No Graves As Yet: World War I Book 1 by Anne Perry

Publication Date: August 26, 2003

Length: 384 pages

Anne Perry is one of my favorite authors. I can always turn to one of her books if I'm going through a reading slump and need to jump start my interest in books again. I have been reading her Thomas Pitt, William Monk, and Christmas mysteries for over 20 years. I don't know why I took so long to read this first book in her WWI series because I've had this book for years. At first I thought it wasn't a mystery but it is. Also, it combines some history of the war which is always a plus. So I'm glad I finally decided to give this a try.

Joseph Reavley is a Cambridge professor who has enjoyed a so far idyllic life along with this brother, sister, and parents, all who are oblivious in the summer of 1914 just how much their world is about to change. He receives shocking news that his parents have been killed in what appears to be an automobile accident and his brother Matthew who is in the intelligence service, lets him know that their father had planned to deliver an important document that could greatly impact England and the world. His father, being a retired member of Parliament, was in a position to see that the information ended up with those who could protect the nation from further harm and ridicule. 

As Joseph and Matthew begin to investigate the car crash they realize it was likely foul play and find the timing very questionable. They hesitate to share their findings with anyone, including their sister as they don't want to alert the wrong people to their discoveries before they've had a chance to determine what happened. Simultaneously, one of Joseph's promising University students, Sebastian, is killed and his death also begins to appear suspicious. Not knowing it all might be related, Joseph, trying to work through his personal grief at all the tragedies, while sleuthing, along with the realization that the world is on the brink of war, is cracking apart.

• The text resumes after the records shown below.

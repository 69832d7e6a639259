//! Shared test utilities.
//!
//! Fixtures are synthesised on the fly instead of checked in: a small
//! gradient is enough for every codec path and keeps encodes fast.
//!
//! ```rust
//! use crate::test_helpers::*;
//!
//! let tmp = tempfile::TempDir::new().unwrap();
//! write_png(&tmp.path().join("images/photo.png"), 1200, 800);
//! write_text(&tmp.path().join("index.html"), "<img src=\"/images/photo.png\">");
//! ```

use image::{ImageFormat, Rgb, RgbImage, Rgba, RgbaImage};
use std::path::Path;

fn ensure_parent(path: &Path) {
    if let Some(parent) = path.parent() {
        std::fs::create_dir_all(parent).unwrap();
    }
}

/// Write an RGBA gradient PNG, creating parent directories.
pub fn write_png(path: &Path, width: u32, height: u32) {
    ensure_parent(path);
    RgbaImage::from_fn(width, height, |x, y| {
        Rgba([(x % 256) as u8, (y % 256) as u8, ((x + y) % 256) as u8, 255])
    })
    .save_with_format(path, ImageFormat::Png)
    .unwrap();
}

/// Write an RGB gradient JPEG, creating parent directories.
pub fn write_jpeg(path: &Path, width: u32, height: u32) {
    ensure_parent(path);
    RgbImage::from_fn(width, height, |x, y| {
        Rgb([(x % 256) as u8, (y % 256) as u8, 128])
    })
    .save_with_format(path, ImageFormat::Jpeg)
    .unwrap();
}

/// Write a text file, creating parent directories.
pub fn write_text(path: &Path, content: &str) {
    ensure_parent(path);
    std::fs::write(path, content).unwrap();
}

pub fn read(path: &Path) -> String {
    std::fs::read_to_string(path).unwrap()
}

/// One Huffman table from a JPEG DHT segment: class (0 = DC, 1 = AC),
/// table id, and the 16 code-length counts.
pub type HuffmanTable = (u8, u8, [u8; 16]);

/// Huffman tables declared before the first scan of a JPEG.
pub fn jpeg_huffman_tables(jpeg: &[u8]) -> Vec<HuffmanTable> {
    assert_eq!(&jpeg[..2], &[0xFF, 0xD8], "not a JPEG");
    let mut tables = Vec::new();
    let mut pos = 2;
    while pos + 4 <= jpeg.len() && jpeg[pos] == 0xFF {
        let marker = jpeg[pos + 1];
        if marker == 0xDA {
            break;
        }
        let len = u16::from_be_bytes([jpeg[pos + 2], jpeg[pos + 3]]) as usize;
        if marker == 0xC4 {
            let segment = &jpeg[pos + 4..pos + 2 + len];
            let mut i = 0;
            while i + 17 <= segment.len() {
                let mut counts = [0u8; 16];
                counts.copy_from_slice(&segment[i + 1..i + 17]);
                tables.push((segment[i] >> 4, segment[i] & 0x0F, counts));
                i += 17 + counts.iter().map(|&c| c as usize).sum::<usize>();
            }
        }
        pos += 2 + len;
    }
    tables
}

/// The first chunk FourCC of a RIFF/WebP file: `VP8L` lossless, `VP8 ` lossy.
pub fn webp_chunk(webp: &[u8]) -> &[u8] {
    assert_eq!(&webp[..4], b"RIFF");
    assert_eq!(&webp[8..12], b"WEBP");
    &webp[12..16]
}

He doesn't know who to turn to for help, who to believe, or what to do but he knows something is terribly wrong, close to home, and with the nation and the world as well.

This book was very different from any of Perry's previous ones. She still has the mystery to solve and spends time in the characters' heads, showing them pondering through deep questions and trying to make sense of things but this book felt more like historical fiction than crime. Knowing it is part of an ongoing series that sees each year of the war and the Reavley siblings part in it means I realized that it is a family saga as well. The actual mystery felt a bit more like drama than suspense as Joseph and Matthew talk to friends of the family and officials about what everyone thinks might have happened.

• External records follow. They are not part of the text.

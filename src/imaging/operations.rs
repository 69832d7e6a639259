//! The optimisation engine.
//!
//! [`optimise`] turns one source image into a derivative pair: a widely
//! compatible file (JPEG, or PNG when lossless) and a smaller WebP. Both are
//! written next to the source as `{stem}_{max_width}.{ext}`.
//!
//! ```text
//! photo.png ──decode──▶ resize ≤ max_width ─┬─ original ──▶ photo_640.png  (lossless)
//!                                           └─ RGB ───────▶ photo_640.webp
//! photo.jpg ──decode──▶ resize ≤ max_width ──── RGB ──┬───▶ photo_640.jpg  (quality)
//!                                                     └───▶ photo_640.webp
//! ```
//!
//! The lossless PNG is encoded from the decoded pixels as-is: a palette or
//! greyscale source stays compact instead of being expanded to RGB.

use super::backend::{CodecError, ImageCodec};
use super::params::{EncodeParams, OutputFormat, Quality};
use crate::config::OptimisationConfig;
use std::path::{Path, PathBuf};

/// Result type for image operations.
pub type Result<T> = std::result::Result<T, CodecError>;

/// The two files produced for one source image.
#[derive(Debug, Clone, PartialEq, Eq)]
pub struct DerivativePair {
    /// JPEG or PNG fallback.
    pub compatible: PathBuf,
    /// WebP.
    pub optimised: PathBuf,
}

impl DerivativePair {
    pub fn compatible_format(&self) -> OutputFormat {
        self.compatible
            .extension()
            .and_then(|e| e.to_str())
            .and_then(OutputFormat::from_extension)
            .unwrap_or(OutputFormat::Jpeg)
    }
}

/// Compute the sibling path `{stem}_{max_width}.{format ext}` for `source`.
pub fn derivative_path(source: &Path, max_width: u32, format: OutputFormat) -> PathBuf {
    let stem = source
        .file_stem()
        .map(|s| s.to_string_lossy())
        .unwrap_or_default();
    source.with_file_name(format!("{}_{}.{}", stem, max_width, format.extension()))
}

/// Plan the derivative paths without touching any file.
pub fn plan_derivatives(source: &Path, max_width: u32, lossless: bool) -> DerivativePair {
    let compatible_format = if lossless {
        OutputFormat::Png
    } else {
        OutputFormat::Jpeg
    };
    DerivativePair {
        compatible: derivative_path(source, max_width, compatible_format),
        optimised: derivative_path(source, max_width, OutputFormat::WebP),
    }
}

/// Produce the compatible and optimised derivatives of `source`.
///
/// Both encodes are always attempted in order; the first failure is returned
/// and anything already written stays on disk.
pub fn optimise(
    codec: &impl ImageCodec,
    source: &Path,
    config: &OptimisationConfig,
) -> Result<DerivativePair> {
    let decoded = codec.decode(source)?;
    let asset = if config.max_width < decoded.width() {
        codec.resize(&decoded, config.max_width)
    } else {
        decoded
    };
    let rgb = asset.to_rgb();

    let lossless = config.lossless.resolve(source);
    let pair = plan_derivatives(source, config.max_width, lossless);

    if lossless {
        codec.encode(
            &asset.image,
            &EncodeParams {
                output: pair.compatible.clone(),
                format: OutputFormat::Png,
                quality: Quality::new(100),
                lossless: true,
            },
        )?;
    } else {
        codec.encode(
            &rgb,
            &EncodeParams {
                output: pair.compatible.clone(),
                format: OutputFormat::Jpeg,
                quality: Quality::new(config.jpeg_quality),
                lossless: false,
            },
        )?;
    }

    codec.encode(
        &rgb,
        &EncodeParams {
            output: pair.optimised.clone(),
            format: OutputFormat::WebP,
            quality: Quality::new(config.webp_quality),
            lossless,
        },
    )?;

    log::debug!(
        "{} → {}, {} ({}x{}, lossless={})",
        source.display(),
        pair.compatible.display(),
        pair.optimised.display(),
        asset.width(),
        asset.height(),
        lossless
    );

    Ok(pair)
}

I can see the positives in the book and I can appreciate Perry trying something new, but I'm not sure this series is for me. I was hoping for a bit more history with the war thrown in and the way it developed felt like it dragged, rehashing the same thoughts over and over again. Some of the way the characters behaved was also a little melodramatic, with too much agonizing over what to do next. There wasn't the feel of a "detective" that you get with the Pitt and Monk novels, nor was there the Christmas spirit that runs through her holiday books. Reading the comments I know some people really love this series and have become attached to the characters so I'm sure it continues to improve. I also thought the resolution was very far fetched. It was surprising to see the answers behind it all because it really stretched the imagination to think it could be true. 

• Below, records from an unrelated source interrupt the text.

use std::time::Duration;

use async_trait::async_trait;
use reqwest::Client;
use serde::{Deserialize, Serialize};

use herald_ports::context::Context;
use herald_ports::error::ChatError;
use herald_ports::outbound::ChatApi;
use herald_ports::types::{ChatMessage, MessageRef};

pub const DEFAULT_API_URL: &str = "https://slack.com/api";
const REQUEST_TIMEOUT: Duration = Duration::from_secs(10);

#[derive(Clone)]
pub struct SlackClient {
    http: Client,
    token: String,
    api_url: String,
}

#[derive(Serialize)]
struct PostMessage<'a> {
    channel: &'a str,
    attachments: [&'a ChatMessage; 1],
    #[serde(skip_serializing_if = "Option::is_none")]
    thread_ts: Option<&'a str>,
}

#[derive(Serialize)]
struct Reaction<'a> {
    channel: &'a str,
    name: &'a str,
    timestamp: &'a str,
}

#[derive(Debug, Default, Deserialize)]
struct SlackResponse {
    #[serde(default)]
    ok: bool,
    #[serde(default)]
    error: Option<String>,
    #[serde(default)]
    ts: Option<String>,
}

impl SlackClient {
    pub fn new(token: impl Into<String>) -> Self {
        Self {
            http: Client::new(),
            token: token.into(),
            api_url: DEFAULT_API_URL.to_string(),
        }
    }

    pub fn with_api_url(mut self, api_url: impl Into<String>) -> Self {
        self.api_url = api_url.into().trim_end_matches('/').to_string();
        self
    }

    async fn call<B: Serialize + Sync>(
        &self,
        ctx: &Context,
        method: &str,
        body: &B,
    ) -> Result<SlackResponse, ChatError> {
        let url = format!("{}/{method}", self.api_url);
        let resp: SlackResponse = ctx
            .run(REQUEST_TIMEOUT, async {
                let response = self
                    .http
                    .post(&url)
                    .bearer_auth(&self.token)
                    .json(body)
                    .send()
                    .await
                    .map_err(|e| ChatError::Transport(e.to_string()))?;

                // refusals mostly come back as 200 with `ok: false`
                let status = response.status();
                let text = response
                    .text()
                    .await
                    .map_err(|e| ChatError::Transport(e.to_string()))?;
                match serde_json::from_str::<SlackResponse>(&text) {
                    Ok(resp) => Ok(resp),
                    Err(_) if !status.is_success() => Err(ChatError::Transport(format!(
                        "{method} returned {status}"
                    ))),
                    Err(e) => Err(ChatError::Transport(format!(
                        "{method} returned an unreadable body: {e}"
                    ))),
                }
            })
            .await?;

        if !resp.ok {
            let code = resp.error.clone().unwrap_or_else(|| "unknown_error".into());
            return Err(ChatError::api(code));
        }
        Ok(resp)
    }
}

#[async_trait]
impl ChatApi for SlackClient {
    async fn post_message(
        &self,
        ctx: &Context,
        channel: &str,
        message: &ChatMessage,
        thread: Option<&str>,
    ) -> Result<String, ChatError> {
        let body = PostMessage {
            channel,
            attachments: [message],
            thread_ts: thread,
        };
        let resp = self.call(ctx, "chat.postMessage", &body).await?;
        resp.ts
            .filter(|ts| !ts.is_empty())
            .ok_or_else(|| ChatError::Transport("chat.postMessage returned no ts".into()))
    }

    async fn add_reaction(
        &self,
        ctx: &Context,
        name: &str,
        item: &MessageRef,
    ) -> Result<(), ChatError> {
        let body = Reaction {
            channel: &item.channel,
            name,
            timestamp: &item.timestamp,
        };
        self.call(ctx, "reactions.add", &body).await.map(|_| ())
    }

    async fn remove_reaction(
        &self,
        ctx: &Context,
        name: &str,
        item: &MessageRef,
    ) -> Result<(), ChatError> {
        let body = Reaction {
            channel: &item.channel,
            name,
            timestamp: &item.timestamp,
        };
        self.call(ctx, "reactions.remove", &body).await.map(|_| ())
    }
}

#[cfg(test)]
mod tests {
    use super::*;
    use herald_ports::error::Interrupted;
    use mockito::Matcher;
    use serde_json::json;

    fn message() -> ChatMessage {
        ChatMessage {
            color: "danger".into(),
            title: "FIRING: HighLatency".into(),
            text: "*Severity:* critical".into(),
            footer: String::new(),
        }
    }

    fn client(server: &mockito::Server) -> SlackClient {
        SlackClient::new("xoxb-test").with_api_url(server.url())
    }

    #[tokio::test]
    async fn posts_attachment_and_returns_ts() {
        let mut server = mockito::Server::new_async().await;
        let mock = server
            .mock("POST", "/chat.postMessage")
            .match_header("authorization", "Bearer xoxb-test")
            .match_body(Matcher::Json(json!({
                "channel": "C123",
                "attachments": [{
                    "color": "danger",
                    "title": "FIRING: HighLatency",
                    "text": "*Severity:* critical"
                }]
            })))
            .with_status(200)
            .with_body(r#"{"ok":true,"channel":"C123","ts":"1689457043.977957"}"#)
            .create_async()
            .await;

        let ts = client(&server)
            .post_message(&Context::default(), "C123", &message(), None)
            .await
            .unwrap();

        assert_eq!(ts, "1689457043.977957");
        mock.assert_async().await;
    }

    #[tokio::test]
    async fn replies_carry_thread_ts() {
        let mut server = mockito::Server::new_async().await;
        let mock = server
            .mock("POST", "/chat.postMessage")
            .match_body(Matcher::PartialJson(json!({"thread_ts": "1689457000.000100"})))
            .with_body(r#"{"ok":true,"ts":"1689457043.000200"}"#)
            .create_async()
            .await;

        let ts = client(&server)
            .post_message(
                &Context::default(),
                "C123",
                &message(),
                Some("1689457000.000100"),
            )
            .await
            .unwrap();

        assert_eq!(ts, "1689457043.000200");
        mock.assert_async().await;
    }

    #[tokio::test]
    async fn api_refusal_surfaces_error_code() {
        let mut server = mockito::Server::new_async().await;
        server
            .mock("POST", "/chat.postMessage")
            .with_body(r#"{"ok":false,"error":"channel_not_found"}"#)
            .create_async()
            .await;

        let err = client(&server)
            .post_message(&Context::default(), "C404", &message(), None)
            .await
            .unwrap_err();

        assert!(matches!(err, ChatError::Api { ref code } if code == "channel_not_found"));
    }

    #[tokio::test]
    async fn http_failure_without_body_is_transport_error() {
        let mut server = mockito::Server::new_async().await;
        server
            .mock("POST", "/chat.postMessage")
            .with_status(503)
            .with_body("upstream unavailable")
            .create_async()
            .await;

        let err = client(&server)
            .post_message(&Context::default(), "C123", &message(), None)
            .await
            .unwrap_err();

        assert!(matches!(err, ChatError::Transport(_)));
    }

    #[tokio::test]
    async fn reactions_address_the_message() {
        let mut server = mockito::Server::new_async().await;
        let add = server
            .mock("POST", "/reactions.add")
            .match_body(Matcher::Json(json!({
                "channel": "C123",
                "name": "rotating_light",
                "timestamp": "1689457043.977957"
            })))
            .with_body(r#"{"ok":true}"#)
            .create_async()
            .await;
        let remove = server
            .mock("POST", "/reactions.remove")
            .with_body(r#"{"ok":false,"error":"no_reaction"}"#)
            .create_async()
            .await;

        let slack = client(&server);
        let item = MessageRef {
            channel: "C123".into(),
            timestamp: "1689457043.977957".into(),
        };
        slack
            .add_reaction(&Context::default(), "rotating_light", &item)
            .await
            .unwrap();
        let err = slack
            .remove_reaction(&Context::default(), "white_check_mark", &item)
            .await
            .unwrap_err();

        assert!(err.is_no_reaction());
        add.assert_async().await;
        remove.assert_async().await;
    }

    #[tokio::test]
    async fn cancelled_context_skips_the_call() {
        let server = mockito::Server::new_async().await;
        let ctx = Context::default();
        ctx.cancel();

        let err = client(&server)
            .post_message(&ctx, "C123", &message(), None)
            .await
            .unwrap_err();

        assert!(matches!(err, ChatError::Interrupted(Interrupted::Cancelled)));
    }
}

I'm not sure if and when I'll read the next book in the series, Shoulder the Sky. I already bought it on sale so I have it and will probably tackle it eventually. But this will go last on my list for her series for me. The others are worth your time first if you are looking to start reading her works.

1 comment:

  1. Its good to finally read a book after so long. Maybe there's a reason why you didn''t read it back then!

    Thanks for sharing your review with the Historical Fiction Reading Challenge!